Locate every line in the records below that contains the word "sets", and copy each one.

**Data extracted from a collection**.

++++++

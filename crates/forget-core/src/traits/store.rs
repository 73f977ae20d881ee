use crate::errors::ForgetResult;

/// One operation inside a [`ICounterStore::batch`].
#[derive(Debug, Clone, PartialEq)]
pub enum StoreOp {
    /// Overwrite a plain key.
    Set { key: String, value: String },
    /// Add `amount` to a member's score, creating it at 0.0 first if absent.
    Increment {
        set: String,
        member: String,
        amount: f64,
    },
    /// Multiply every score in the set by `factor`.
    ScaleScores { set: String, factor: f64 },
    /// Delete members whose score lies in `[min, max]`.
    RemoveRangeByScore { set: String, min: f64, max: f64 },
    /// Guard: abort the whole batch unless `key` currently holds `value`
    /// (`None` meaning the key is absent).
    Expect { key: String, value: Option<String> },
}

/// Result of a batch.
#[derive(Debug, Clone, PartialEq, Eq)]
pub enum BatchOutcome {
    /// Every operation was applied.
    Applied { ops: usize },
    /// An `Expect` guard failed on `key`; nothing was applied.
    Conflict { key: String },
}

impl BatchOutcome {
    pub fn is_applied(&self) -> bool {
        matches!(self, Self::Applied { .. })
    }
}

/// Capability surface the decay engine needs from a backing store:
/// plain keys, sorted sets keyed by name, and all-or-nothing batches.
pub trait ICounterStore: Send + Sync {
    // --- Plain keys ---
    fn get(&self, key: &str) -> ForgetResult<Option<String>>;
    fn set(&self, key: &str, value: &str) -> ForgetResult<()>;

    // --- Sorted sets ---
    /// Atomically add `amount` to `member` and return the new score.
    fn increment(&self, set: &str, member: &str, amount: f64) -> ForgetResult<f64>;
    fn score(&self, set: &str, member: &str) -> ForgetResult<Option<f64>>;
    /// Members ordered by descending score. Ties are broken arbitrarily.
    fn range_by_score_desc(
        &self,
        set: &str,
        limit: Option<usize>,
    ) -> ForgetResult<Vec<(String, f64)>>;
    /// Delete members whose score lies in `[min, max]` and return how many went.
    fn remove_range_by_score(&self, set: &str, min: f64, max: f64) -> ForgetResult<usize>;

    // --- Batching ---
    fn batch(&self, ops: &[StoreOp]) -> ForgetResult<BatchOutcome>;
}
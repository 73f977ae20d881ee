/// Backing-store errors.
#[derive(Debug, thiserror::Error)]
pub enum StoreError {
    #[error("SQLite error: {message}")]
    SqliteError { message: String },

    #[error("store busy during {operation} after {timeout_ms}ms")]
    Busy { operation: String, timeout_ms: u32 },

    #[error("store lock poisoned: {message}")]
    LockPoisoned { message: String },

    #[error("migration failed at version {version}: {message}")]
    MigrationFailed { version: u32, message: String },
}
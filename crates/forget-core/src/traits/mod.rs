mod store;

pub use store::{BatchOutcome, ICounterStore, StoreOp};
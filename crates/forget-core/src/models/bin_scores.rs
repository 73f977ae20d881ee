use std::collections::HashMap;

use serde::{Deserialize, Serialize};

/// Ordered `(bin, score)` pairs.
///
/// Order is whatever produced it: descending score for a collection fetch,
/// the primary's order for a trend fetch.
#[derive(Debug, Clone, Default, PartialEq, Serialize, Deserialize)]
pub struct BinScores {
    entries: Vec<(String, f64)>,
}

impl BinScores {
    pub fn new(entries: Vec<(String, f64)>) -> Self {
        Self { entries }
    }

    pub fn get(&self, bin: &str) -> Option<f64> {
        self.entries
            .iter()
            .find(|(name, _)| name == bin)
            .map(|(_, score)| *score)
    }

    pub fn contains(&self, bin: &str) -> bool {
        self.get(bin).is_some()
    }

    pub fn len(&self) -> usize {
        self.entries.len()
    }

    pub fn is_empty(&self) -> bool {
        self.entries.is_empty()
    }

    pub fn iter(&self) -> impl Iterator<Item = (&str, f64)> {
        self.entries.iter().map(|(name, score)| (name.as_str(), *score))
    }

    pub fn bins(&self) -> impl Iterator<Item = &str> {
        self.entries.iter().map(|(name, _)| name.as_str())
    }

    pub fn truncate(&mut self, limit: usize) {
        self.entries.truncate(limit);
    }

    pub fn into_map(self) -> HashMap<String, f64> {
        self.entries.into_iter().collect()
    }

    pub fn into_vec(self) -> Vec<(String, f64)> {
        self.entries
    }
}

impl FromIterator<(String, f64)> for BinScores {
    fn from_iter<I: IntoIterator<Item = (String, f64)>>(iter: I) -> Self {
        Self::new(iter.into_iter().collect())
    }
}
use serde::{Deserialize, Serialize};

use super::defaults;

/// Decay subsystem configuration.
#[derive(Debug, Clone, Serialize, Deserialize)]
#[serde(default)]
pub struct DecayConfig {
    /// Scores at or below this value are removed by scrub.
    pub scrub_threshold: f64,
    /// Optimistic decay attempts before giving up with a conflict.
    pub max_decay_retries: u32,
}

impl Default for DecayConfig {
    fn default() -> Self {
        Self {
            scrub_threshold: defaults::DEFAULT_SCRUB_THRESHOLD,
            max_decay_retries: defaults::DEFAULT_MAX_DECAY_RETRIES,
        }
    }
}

++++++

**SOLUTION**.
/// plain keys, sorted sets keyed by name, and all-or-nothing batches.
    // --- Sorted sets ---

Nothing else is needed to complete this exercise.